Quantitative analysis of brain galactosylceramides by high performance liquid chromatography of their perbenzoyl derivatives

Abstract

A high performance liquid chromatographic (HPLC) method for analysis of galactosylceramides as their benzyol derivates has been devised. Samples containing 10-150 nmoles of monohexoslceramides are benzoylated by heating for 60 min at 60 degree C in 0.5 ml of 10% (v/v) Benzoyl chloride in pyridine. The products are purified by solvent distribution and analyzed by SPLC. The benzoylated cerebrosides with nonhydroxy fatty acids are separated from those with hydroxy fatty acids on a Zipax column with 7% ethyl acetate in hexane as a solvent and UV absorption at 280 nm is recorded.
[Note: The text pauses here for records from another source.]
// Copyright 2026 the Loupe Authors
// SPDX-License-Identifier: Apache-2.0 OR MIT

//! Overlay scene tree data model.
//!
//! A *node* is an element of the overlay scene that a presenter mirrors
//! into a native tree. Each node has:
//!
//! - An identity ([`NodeId`]) — a generational handle that becomes stale
//!   when the node is destroyed, preventing use-after-free bugs at the
//!   API level.
//! - Topology — parent, first-child, and sibling links forming an ordered
//!   tree.
//! - **Local properties** set by the caller:
//!   [`bounds`](SceneStore::set_bounds) (parent-relative),
//!   [`fill`](SceneStore::set_fill),
//!   [`corner_radius`](SceneStore::set_corner_radius),
//!   [`backdrop`](SceneStore::set_backdrop), and an optional
//!   [painter](SceneStore::set_painter) for custom-drawn content.
//! - **Computed properties** produced by
//!   [`evaluate`](SceneStore::evaluate): `absolute_bounds` (local bounds
//!   translated by the ancestor chain).
//!
//! Nodes are stored in struct-of-arrays layout with index-based handles
//! for cache-friendly traversal.
//!
//! # Dirty tracking
//!
//! Property mutations automatically mark the corresponding dirty channel
//! (see [`dirty`](crate::dirty)). BOUNDS propagates to descendants, since
//! absolute bounds are inherited; APPEARANCE and BACKDROP are local-only;
//! TOPOLOGY marks structural changes that trigger a traversal-order
//! rebuild.

mod evaluate;
mod id;
mod store;
mod traverse;

pub use evaluate::SceneChanges;
pub use id::{INVALID, NodeId};
pub use store::{Backdrop, Fill, SceneStore};
pub use traverse::Children;
// Copyright 2026 the Loupe Authors
// SPDX-License-Identifier: Apache-2.0 OR MIT

//! Painting seams: the canvas capability, paint delegates, and the
//! magnifier's border painter.
//!
//! Custom-drawn content is modeled as a capability interface rather than
//! an inheritance hierarchy: a node carries a boxed [`PaintDelegate`],
//! and the presenter hands it a [`Canvas`] when the node needs repainting
//! (via [`SceneStore::paint_node`](crate::scene::SceneStore::paint_node)).
//! Implementations are swappable — a test double that records draw calls
//! works the same as a GPU-backed canvas.

use kurbo::Rect;

use crate::color::{Color, Theme};
use crate::geometry::{BORDER_THICKNESS, CORNER_RADIUS, SHADOW_ELEVATION};
use crate::shadow::{ShadowValue, elevation_shadows, shadow_margins};

/// Minimal draw surface the overlay needs.
///
/// Backends implement this over their native drawing API; tests implement
/// it by recording calls.
pub trait Canvas {
    /// Strokes a rounded rectangle outline.
    fn stroke_rounded_rect(&mut self, rect: Rect, corner_radius: f64, thickness: f64, color: Color);

    /// Draws the given shadow set behind a rounded rectangle.
    fn draw_shadow(&mut self, rect: Rect, corner_radius: f64, shadows: &[ShadowValue]);
}

/// Custom-drawn content for a scene node.
pub trait PaintDelegate {
    /// Paints the node into `canvas`. `bounds` are the node's absolute
    /// bounds on the host surface.
    fn paint(&mut self, canvas: &mut dyn Canvas, bounds: Rect);
}

/// Paints the magnifier's drop shadow and rounded border.
///
/// The node this painter is registered on spans the full overlay layer
/// (zoom content plus shadow margins); the shadow and border are drawn
/// around the zoom content rect inside it.
#[derive(Debug)]
pub struct BorderPainter {
    border_color: Color,
    shadows: [ShadowValue; 2],
}

impl BorderPainter {
    /// Creates a painter using the theme's current border color.
    #[must_use]
    pub fn new(theme: &dyn Theme) -> Self {
        Self {
            border_color: theme.border_color(),
            shadows: elevation_shadows(SHADOW_ELEVATION),
        }
    }
}

impl PaintDelegate for BorderPainter {
    fn paint(&mut self, canvas: &mut dyn Canvas, bounds: Rect) {
        let content = bounds - shadow_margins(&self.shadows);
        canvas.draw_shadow(content, CORNER_RADIUS, &self.shadows);
        canvas.stroke_rounded_rect(content, CORNER_RADIUS, BORDER_THICKNESS, self.border_color);
    }
}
This isocratic procedure can be applied directly to chloroform-methanol procedure can be applied directly to chloroform-methanol extracts of adult brain with a relative standard deviation of 3.0% for cerebrosides with nonhydroxy fatty acids and 4.0% for cerebrosides with hydroxy fatty acids. Sulfatides do not interfere in the assay and can be converted to cerebrosides after desulfation by mild acid methanolysis. Benzoylated glucosyl- and galactosylceramides can be separated on a MicroPak NH2 column with 1.5% 2-propanol in cyclopentane as the chromatographic solvent.